銀杏(Ginkgo biloba L.)是木本孑遺植物，其葉、果和外種皮皆可入藥。銀杏外種皮是銀杏種子的外皮層，包含有大量的銀杏多糖、銀杏內(nèi)酯、黃酮及被稱作銀杏酚、酸的化合物等多種物質(zhì)。有報(bào)道表明，銀杏外種皮多糖(Ginkgo biloba exocarp polysaccharides，GBEP)對(duì)胃癌、肺癌及肝癌細(xì)胞的生長(zhǎng)具有一定的抑制效果［1-3］，但其在宮頸癌方面的研究較少。本文研究體外銀杏外種皮對(duì)人宮頸癌細(xì)胞增殖及遷移的影響，探討其對(duì)宮頸癌的治療作用。

1 實(shí)驗(yàn)材料

1.1 細(xì)胞株及培養(yǎng)方法 細(xì)胞株:Siha細(xì)胞株購(gòu)自中科院，由本實(shí)驗(yàn)室傳代保存。細(xì)胞培養(yǎng):用含有10%小牛血清的高糖RPMI1640培養(yǎng)基，37℃飽和濕度、5%CO2培養(yǎng)箱中培養(yǎng)，細(xì)胞貼壁生長(zhǎng)，每2～3天傳代1次。

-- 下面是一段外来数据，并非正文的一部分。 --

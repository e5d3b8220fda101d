//! Knowledge integration: facts, procedures, episodes and semantic relations
//! over the shared graph, with a concept registry, concept formation,
//! consistency validation and confidence revision.
//!
//! Every acquired item is a Concept atom named with a kind prefix
//! (`Fact_`, `Proc_`, ...) and linked into its category root with a Member
//! edge. The integrator tracks acquired items in an active-knowledge set with
//! access counters.

pub mod concepts;
pub mod error;

use std::collections::BTreeMap;
use std::sync::Arc;

use serde::{Deserialize, Serialize};

use crate::belief::BeliefValue;
use crate::graph::{EdgeKind, GraphRef, GraphStore, KindFilter, NodeKind};

pub use error::{KnowledgeError, KnowledgeResult};

/// Confidence carried by every acquired item.
const ITEM_CONFIDENCE: f64 = 0.9;
/// Weight of the evidence mean when growing an item's confidence.
const EVIDENCE_WEIGHT: f64 = 0.1;
/// Items below both of these are candidates for cleanup.
const WEAK_STRENGTH: f64 = 0.1;
const WEAK_CONFIDENCE: f64 = 0.1;

// ---------------------------------------------------------------------------
// Vocabulary
// ---------------------------------------------------------------------------

#[derive(Debug, Clone, Copy, PartialEq, Eq, Hash, PartialOrd, Ord, Serialize, Deserialize)]
#[serde(rename_all = "lowercase")]
pub enum KnowledgeKind {
    Factual,
    Procedural,
    Episodic,
    Semantic,
    Conditional,
    Temporal,
}

impl KnowledgeKind {
    pub const ALL: [KnowledgeKind; 6] = [
        KnowledgeKind::Factual,
        KnowledgeKind::Procedural,
        KnowledgeKind::Episodic,
        KnowledgeKind::Semantic,
        KnowledgeKind::Conditional,
        KnowledgeKind::Temporal,
    ];

    /// Name prefix for atoms of this kind.
    pub fn prefix(self) -> &'static str {
        match self {
            KnowledgeKind::Factual => "Fact_",
            KnowledgeKind::Procedural => "Proc_",
            KnowledgeKind::Episodic => "Episode_",
            KnowledgeKind::Semantic => "Semantic_",
            KnowledgeKind::Conditional => "Rule_",
            KnowledgeKind::Temporal => "Temporal_",
        }
    }
}

impl std::fmt::Display for KnowledgeKind {
    fn fmt(&self, f: &mut std::fmt::Formatter<'_>) -> std::fmt::Result {
        let s = match self {
            KnowledgeKind::Factual => "factual",
            KnowledgeKind::Procedural => "procedural",
            KnowledgeKind::Episodic => "episodic",
            KnowledgeKind::Semantic => "semantic",
            KnowledgeKind::Conditional => "conditional",
            KnowledgeKind::Temporal => "temporal",
        };
        f.write_str(s)
    }
}

/// Five-level confidence scale; the discriminant is a percentage.
#[derive(Debug, Clone, Copy, PartialEq, Eq, PartialOrd, Ord, Serialize, Deserialize)]
#[serde(rename_all = "snake_case")]
pub enum ConfidenceLevel {
    VeryLow = 0,
    Low = 25,
    Medium = 50,
    High = 75,
    VeryHigh = 100,
}

impl ConfidenceLevel {
    pub fn percent(self) -> u8 {
        self as u8
    }

    /// Strength of an item acquired at this level.
    pub fn strength(self) -> f64 {
        f64::from(self.percent()) / 100.0
    }

    /// Bucket a `[0, 1]` confidence.
    pub fn from_confidence(confidence: f64) -> Self {
        if confidence >= 0.9 {
            ConfidenceLevel::VeryHigh
        } else if confidence >= 0.7 {
            ConfidenceLevel::High
        } else if confidence >= 0.4 {
            ConfidenceLevel::Medium
        } else if confidence >= 0.2 {
            ConfidenceLevel::Low
        } else {
            ConfidenceLevel::VeryLow
        }
    }
}

/// Export encodings.
#[derive(Debug, Clone, Copy, PartialEq, Eq)]
pub enum ExportFormat {
    Json,
    Text,
}

impl std::str::FromStr for ExportFormat {
    type Err = KnowledgeError;

    fn from_str(s: &str) -> Result<Self, Self::Err> {
        match s.to_ascii_lowercase().as_str() {
            "json" => Ok(ExportFormat::Json),
            "text" | "txt" => Ok(ExportFormat::Text),
            _ => Err(KnowledgeError::UnsupportedFormat {
                format: s.to_string(),
            }),
        }
    }
}

/// Integrator settings.
#[derive(Debug, Clone, Serialize, Deserialize)]
pub struct KnowledgeConfig {
    pub concept_formation: bool,
    /// When off, semantic relations record only their descriptor node and no
    /// structural edge between the concepts.
    pub semantic_integration: bool,
    pub memory_consolidation: bool,
    /// Confidence at which an item counts as confident in statistics.
    pub knowledge_threshold: f64,
}

impl Default for KnowledgeConfig {
    fn default() -> Self {
        Self {
            concept_formation: true,
            semantic_integration: true,
            memory_consolidation: true,
            knowledge_threshold: 0.5,
        }
    }
}

#[derive(Debug, Clone, Serialize, Deserialize)]
pub struct KnowledgeStatus {
    pub total_concepts: usize,
    pub active_knowledge: usize,
    pub concept_formation: bool,
    pub semantic_integration: bool,
    pub memory_consolidation: bool,
    pub knowledge_threshold: f64,
}

#[derive(Debug, Clone, Serialize, Deserialize)]
pub struct KnowledgeStatistics {
    pub total_concepts: usize,
    pub active_knowledge: usize,
    pub total_atoms: usize,
    /// Active items whose confidence reaches the knowledge threshold.
    pub confident_items: usize,
    pub by_kind: BTreeMap<KnowledgeKind, usize>,
}

/// An entry in the active-knowledge set.
#[derive(Debug, Clone, Copy)]
struct ActiveEntry {
    kind: KnowledgeKind,
    accesses: u64,
}

#[derive(Debug, Clone, Copy)]
struct KnowledgeRoots {
    knowledge_base: GraphRef,
    working_knowledge: GraphRef,
    semantic_network: GraphRef,
    episodic_memory: GraphRef,
    procedural_memory: GraphRef,
    facts: GraphRef,
}

impl KnowledgeRoots {
    fn category(&self, kind: KnowledgeKind) -> GraphRef {
        match kind {
            KnowledgeKind::Factual => self.facts,
            KnowledgeKind::Procedural => self.procedural_memory,
            KnowledgeKind::Episodic => self.episodic_memory,
            KnowledgeKind::Semantic => self.semantic_network,
            KnowledgeKind::Conditional | KnowledgeKind::Temporal => self.knowledge_base,
        }
    }
}
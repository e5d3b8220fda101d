//! Serializable status snapshots for monitoring and introspection.

use serde::{Deserialize, Serialize};

use crate::graph::GraphRef;
use crate::knowledge::KnowledgeStatus;

/// Lifecycle state of the cycle driver.
#[derive(Debug, Clone, Copy, PartialEq, Eq, Serialize, Deserialize)]
#[serde(rename_all = "snake_case")]
pub enum SchedulerState {
    NotRunning,
    Running,
    /// Paused implies running: the driver is alive but idle.
    Paused,
}

impl std::fmt::Display for SchedulerState {
    fn fmt(&self, f: &mut std::fmt::Formatter<'_>) -> std::fmt::Result {
        let s = match self {
            SchedulerState::NotRunning => "not running",
            SchedulerState::Running => "running",
            SchedulerState::Paused => "paused",
        };
        f.write_str(s)
    }
}

/// Phase enable flags.
#[derive(Debug, Clone, Copy, PartialEq, Eq, Serialize, Deserialize)]
pub struct PhaseFlags {
    pub perception: bool,
    pub planning: bool,
    pub action: bool,
    pub reflection: bool,
}

impl Default for PhaseFlags {
    fn default() -> Self {
        Self {
            perception: true,
            planning: true,
            action: true,
            reflection: true,
        }
    }
}

#[derive(Debug, Clone, Serialize, Deserialize)]
pub struct SchedulerStatus {
    pub state: SchedulerState,
    pub running: bool,
    pub paused: bool,
    pub cycle_count: u64,
    pub last_cycle_ms: u64,
    pub interval_ms: u64,
    pub phases: PhaseFlags,
}

#[derive(Debug, Clone, Serialize, Deserialize)]
pub struct TaskManagerStatus {
    /// Tasks still waiting in the pending queue.
    pub queue_depth: usize,
    pub total_tasks: usize,
    pub total_goals: usize,
    pub current_goal: Option<GraphRef>,
    pub current_task: Option<GraphRef>,
    pub goal_decomposition: bool,
    pub priority_scheduling: bool,
    pub max_concurrent_tasks: usize,
}

/// Which subsystems the agent core runs.
#[derive(Debug, Clone, Copy, PartialEq, Eq, Serialize, Deserialize)]
pub struct ComponentToggles {
    pub cognitive_loop: bool,
    pub goal_processing: bool,
    pub knowledge_integration: bool,
}

impl Default for ComponentToggles {
    fn default() -> Self {
        Self {
            cognitive_loop: true,
            goal_processing: true,
            knowledge_integration: true,
        }
    }
}

/// Whole-agent snapshot.
#[derive(Debug, Clone, Serialize, Deserialize)]
pub struct AgentStatus {
    pub agent_name: String,
    pub agent_self: Option<GraphRef>,
    pub initialized: bool,
    pub current_goal: Option<GraphRef>,
    pub components: ComponentToggles,
    pub graph_size: usize,
    pub scheduler: Option<SchedulerStatus>,
    pub tasks: Option<TaskManagerStatus>,
    pub knowledge: Option<KnowledgeStatus>,
}
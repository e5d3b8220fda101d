//! Agent layer: goals, tasks, the cognitive cycle and the composition root.
//!
//! - **Tasks** (`task`): status machine, priorities, dependency records
//! - **Goals** (`goal`): hierarchy records, decomposition templates, achievement scoring
//! - **Manager** (`manager`): the goal/task manager driving the task queue
//! - **Cycle** (`cycle`): perception → planning → action → reflection on a timer
//! - **Core** (`core`): [`AgentCore`] and the [`Lifecycle`] trait

pub mod core;
pub mod cycle;
pub mod error;
pub mod goal;
pub mod manager;
pub mod status;
pub mod task;

pub use self::core::{AgentCore, Lifecycle};
pub use cycle::{CognitiveCycleScheduler, CognitiveState, CycleConfig, SharedState};
pub use error::{AgentError, AgentResult};
pub use goal::{GoalCategory, GoalRecord, classify_goal};
pub use manager::{TaskGoalManager, TaskManagerConfig};
pub use status::{
    AgentStatus, ComponentToggles, PhaseFlags, SchedulerState, SchedulerStatus, TaskManagerStatus,
};
pub use task::{Priority, TaskRecord, TaskStatus};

1.2 實(shí)驗(yàn)儀器及試劑 酶標(biāo)儀(BIOTEKElx800);AE30/31倒置相差顯微鏡(麥克奧迪實(shí)業(yè)集團(tuán)有限公司);HF90 CO2細(xì)胞培養(yǎng)箱(上海力申科學(xué)儀器有限公司)。細(xì)胞培養(yǎng)用試劑購(gòu)自Hyclone公司，RNA prep pure動(dòng)物組織總RNA提取試劑盒，TIANScript cDNA第一鏈合成試劑盒，2×Taq Real Master Mix(SYBR Green)購(gòu)自天根生物科技(北京)有限公司，引物由上海生工生物工程技術(shù)服務(wù)有限公司合成，抗體購(gòu)自Abcam公司，噻唑藍(lán)(MTT)購(gòu)自Sigma公司，ELISA檢測(cè)試劑盒購(gòu)自RB公司，其他試劑為國(guó)產(chǎn)分析純。

2 實(shí)驗(yàn)方法

2.1 銀杏外種皮粗多糖的制備 稱取適量銀杏外種皮，置于圓底燒瓶中，按料液比1∶10、沸水浸提1 h，在熱水浴中回流浸提3次，冷卻后過(guò)濾，合并上清液。上清液經(jīng)減壓濃縮，三氯乙酸脫蛋白，離心，調(diào)pH至中性，加入一定體積的95%乙醇，使終濃度為80%。充分?jǐn)噭?dòng)，靜置沉淀，所得沉淀依次用無(wú)水乙醇、丙酮、無(wú)水乙醚洗滌，真空干燥即可得粗多糖。經(jīng)計(jì)算，得到外種皮原料中多糖含量為6.684 g/100 g。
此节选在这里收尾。